◆ Problem details ◆
The answer must consist of every line below containing "SettingsStore".

▬▬▬▬▬▬

pub mod artifact;
pub mod index;

pub use artifact::{processed_path, ArtifactStorage};
pub use index::ProcessedIndex;
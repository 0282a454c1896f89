//! Shared state for CLI commands.

use std::path::PathBuf;
use std::sync::Arc;

use outliner::clipboard::{Clipboard, NoopClipboard, SystemClipboard};
use outliner::completion::OpenAiTransform;
use outliner::config::{default_config_dir, SettingsStore};
use outliner::secrets;
use outliner::Result;
use tracing::{debug, warn};

pub struct AppState {
    pub settings: SettingsStore,
    pub service: Arc<OpenAiTransform>,
    pub clipboard: Arc<dyn Clipboard>,
    pub clipboard_available: bool,
}

impl AppState {
    /// Opens the settings store and builds the completion client.
    ///
    /// A missing API key is allowed; commands that need the service report
    /// it when they run.
    pub fn load(config_dir: Option<PathBuf>, api_key_file: Option<&str>) -> Result<Self> {
        let config_dir = config_dir.unwrap_or_else(default_config_dir);
        let settings = SettingsStore::open(&config_dir)?;
        settings.ensure_folders()?;

        let api_key = secrets::resolve_api_key(None, api_key_file)?;
        if api_key.is_none() {
            debug!("No API key configured");
        }
        let service = OpenAiTransform::new(api_key)?;

        let (clipboard, clipboard_available): (Arc<dyn Clipboard>, bool) =
            match SystemClipboard::new() {
                Ok(clipboard) => (Arc::new(clipboard), true),
                Err(e) => {
                    warn!("Clipboard unavailable, outlines will not be copied: {}", e);
                    (Arc::new(NoopClipboard), false)
                }
            };

        Ok(Self {
            settings,
            service: Arc::new(service),
            clipboard,
            clipboard_available,
        })
    }
}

▬▬▬▬▬▬

◆ Result ◆
use outliner::config::{default_config_dir, SettingsStore};
    pub settings: SettingsStore,
        let settings = SettingsStore::open(&config_dir)?;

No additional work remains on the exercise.